WHAT THIS TASK INVOLVES: Search the records for the string "shift", then copy each line where it appears.

Stored entries
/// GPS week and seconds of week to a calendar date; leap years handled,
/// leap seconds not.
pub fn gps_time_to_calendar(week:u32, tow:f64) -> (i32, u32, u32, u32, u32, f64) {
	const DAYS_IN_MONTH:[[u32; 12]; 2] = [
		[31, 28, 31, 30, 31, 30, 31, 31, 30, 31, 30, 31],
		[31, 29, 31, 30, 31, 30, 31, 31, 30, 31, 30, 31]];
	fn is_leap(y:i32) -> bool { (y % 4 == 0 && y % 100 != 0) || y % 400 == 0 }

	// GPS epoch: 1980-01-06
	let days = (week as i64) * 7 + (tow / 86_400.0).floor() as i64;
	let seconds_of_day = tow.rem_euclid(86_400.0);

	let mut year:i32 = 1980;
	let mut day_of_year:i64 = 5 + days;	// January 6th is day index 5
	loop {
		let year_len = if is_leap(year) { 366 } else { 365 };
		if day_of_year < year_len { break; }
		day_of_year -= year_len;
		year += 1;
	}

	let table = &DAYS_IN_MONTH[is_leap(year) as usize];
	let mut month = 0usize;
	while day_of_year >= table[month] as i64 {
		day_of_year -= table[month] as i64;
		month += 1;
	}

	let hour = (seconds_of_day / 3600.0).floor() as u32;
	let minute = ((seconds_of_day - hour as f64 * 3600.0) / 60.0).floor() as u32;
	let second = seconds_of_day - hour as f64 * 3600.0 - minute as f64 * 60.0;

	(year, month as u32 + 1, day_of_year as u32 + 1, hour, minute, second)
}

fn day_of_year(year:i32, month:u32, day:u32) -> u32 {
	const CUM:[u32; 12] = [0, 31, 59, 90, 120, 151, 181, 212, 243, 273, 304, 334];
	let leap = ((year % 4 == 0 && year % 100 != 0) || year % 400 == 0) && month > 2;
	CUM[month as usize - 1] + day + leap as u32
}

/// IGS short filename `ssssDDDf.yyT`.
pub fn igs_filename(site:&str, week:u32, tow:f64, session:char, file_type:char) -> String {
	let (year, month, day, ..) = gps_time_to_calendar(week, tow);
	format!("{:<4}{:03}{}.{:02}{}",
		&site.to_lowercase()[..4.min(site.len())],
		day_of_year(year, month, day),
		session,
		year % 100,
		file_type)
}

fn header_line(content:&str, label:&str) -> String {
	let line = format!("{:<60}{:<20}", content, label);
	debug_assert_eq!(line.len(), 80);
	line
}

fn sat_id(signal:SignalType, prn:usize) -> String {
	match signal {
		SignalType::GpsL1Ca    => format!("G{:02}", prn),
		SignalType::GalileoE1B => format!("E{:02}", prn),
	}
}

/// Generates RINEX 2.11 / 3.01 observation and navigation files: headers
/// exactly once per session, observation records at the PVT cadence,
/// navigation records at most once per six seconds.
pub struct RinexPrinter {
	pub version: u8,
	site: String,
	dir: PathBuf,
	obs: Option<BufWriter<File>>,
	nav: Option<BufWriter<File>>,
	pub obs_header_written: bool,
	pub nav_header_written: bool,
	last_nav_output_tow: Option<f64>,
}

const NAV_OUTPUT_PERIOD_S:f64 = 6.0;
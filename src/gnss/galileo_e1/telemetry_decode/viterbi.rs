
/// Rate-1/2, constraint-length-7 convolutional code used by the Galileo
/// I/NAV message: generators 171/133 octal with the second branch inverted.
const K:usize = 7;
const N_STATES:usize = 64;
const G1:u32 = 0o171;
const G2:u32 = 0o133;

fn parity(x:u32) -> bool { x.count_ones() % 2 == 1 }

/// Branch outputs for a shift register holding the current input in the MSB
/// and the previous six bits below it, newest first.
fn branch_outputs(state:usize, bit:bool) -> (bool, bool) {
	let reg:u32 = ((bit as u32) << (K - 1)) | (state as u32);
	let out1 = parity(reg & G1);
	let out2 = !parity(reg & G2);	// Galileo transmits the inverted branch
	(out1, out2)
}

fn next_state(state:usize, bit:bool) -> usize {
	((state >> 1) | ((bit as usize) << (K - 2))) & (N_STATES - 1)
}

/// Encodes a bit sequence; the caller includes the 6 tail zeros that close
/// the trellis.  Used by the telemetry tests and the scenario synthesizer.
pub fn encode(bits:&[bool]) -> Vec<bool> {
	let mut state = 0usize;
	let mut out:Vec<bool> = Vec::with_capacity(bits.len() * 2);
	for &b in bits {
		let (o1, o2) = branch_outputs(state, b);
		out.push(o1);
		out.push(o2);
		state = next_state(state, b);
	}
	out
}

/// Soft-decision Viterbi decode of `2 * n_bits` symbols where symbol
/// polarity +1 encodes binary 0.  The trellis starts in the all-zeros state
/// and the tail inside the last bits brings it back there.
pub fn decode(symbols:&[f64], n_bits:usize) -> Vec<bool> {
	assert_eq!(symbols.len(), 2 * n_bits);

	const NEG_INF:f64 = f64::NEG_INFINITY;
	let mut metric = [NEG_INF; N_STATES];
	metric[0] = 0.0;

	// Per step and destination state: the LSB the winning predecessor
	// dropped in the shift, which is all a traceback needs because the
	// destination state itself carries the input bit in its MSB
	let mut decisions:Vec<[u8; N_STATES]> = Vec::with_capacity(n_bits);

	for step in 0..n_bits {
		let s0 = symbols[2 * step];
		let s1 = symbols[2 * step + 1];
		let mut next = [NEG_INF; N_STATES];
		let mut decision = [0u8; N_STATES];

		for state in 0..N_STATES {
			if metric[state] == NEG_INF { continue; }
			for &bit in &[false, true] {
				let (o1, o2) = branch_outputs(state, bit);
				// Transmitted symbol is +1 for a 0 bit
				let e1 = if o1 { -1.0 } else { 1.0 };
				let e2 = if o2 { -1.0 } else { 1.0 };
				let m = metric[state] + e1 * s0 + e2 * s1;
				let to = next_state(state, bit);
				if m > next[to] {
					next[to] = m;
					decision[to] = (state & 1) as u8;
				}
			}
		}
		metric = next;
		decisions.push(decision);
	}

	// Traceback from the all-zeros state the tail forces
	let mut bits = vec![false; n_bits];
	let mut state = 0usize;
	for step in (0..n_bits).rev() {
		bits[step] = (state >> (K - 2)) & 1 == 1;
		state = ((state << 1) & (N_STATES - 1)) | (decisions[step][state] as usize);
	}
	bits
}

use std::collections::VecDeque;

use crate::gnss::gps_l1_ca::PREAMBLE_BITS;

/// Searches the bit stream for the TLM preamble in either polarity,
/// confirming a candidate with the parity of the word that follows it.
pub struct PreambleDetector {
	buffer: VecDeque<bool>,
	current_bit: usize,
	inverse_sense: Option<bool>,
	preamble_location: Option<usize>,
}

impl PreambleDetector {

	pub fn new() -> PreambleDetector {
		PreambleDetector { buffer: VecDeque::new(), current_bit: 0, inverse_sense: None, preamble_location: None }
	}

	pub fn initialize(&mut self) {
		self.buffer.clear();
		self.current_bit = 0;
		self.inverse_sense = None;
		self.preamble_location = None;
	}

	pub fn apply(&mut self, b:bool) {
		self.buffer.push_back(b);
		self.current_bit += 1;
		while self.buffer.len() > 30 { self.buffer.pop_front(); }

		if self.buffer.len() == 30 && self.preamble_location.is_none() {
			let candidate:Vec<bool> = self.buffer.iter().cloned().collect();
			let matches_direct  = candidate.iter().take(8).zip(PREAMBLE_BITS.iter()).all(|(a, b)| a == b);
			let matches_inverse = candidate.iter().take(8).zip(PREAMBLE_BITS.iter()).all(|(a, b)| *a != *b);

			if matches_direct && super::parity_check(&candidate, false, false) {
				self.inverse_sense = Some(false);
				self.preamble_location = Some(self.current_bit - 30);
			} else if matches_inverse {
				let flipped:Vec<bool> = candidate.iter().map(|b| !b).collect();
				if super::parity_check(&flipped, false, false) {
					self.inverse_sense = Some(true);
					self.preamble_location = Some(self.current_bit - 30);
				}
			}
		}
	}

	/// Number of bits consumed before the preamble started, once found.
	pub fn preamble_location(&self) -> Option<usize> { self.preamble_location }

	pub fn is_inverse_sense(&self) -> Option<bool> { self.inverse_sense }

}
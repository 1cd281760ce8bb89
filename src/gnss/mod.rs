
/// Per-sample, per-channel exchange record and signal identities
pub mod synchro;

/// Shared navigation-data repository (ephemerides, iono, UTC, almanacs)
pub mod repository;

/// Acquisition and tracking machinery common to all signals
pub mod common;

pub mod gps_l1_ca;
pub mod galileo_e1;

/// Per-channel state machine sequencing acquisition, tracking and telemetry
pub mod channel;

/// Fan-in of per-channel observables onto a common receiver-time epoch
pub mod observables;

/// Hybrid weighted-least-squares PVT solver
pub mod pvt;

FINISHED EXERCISE:
/// Branch outputs for a shift register holding the current input in the MSB
	// dropped in the shift, which is all a traceback needs because the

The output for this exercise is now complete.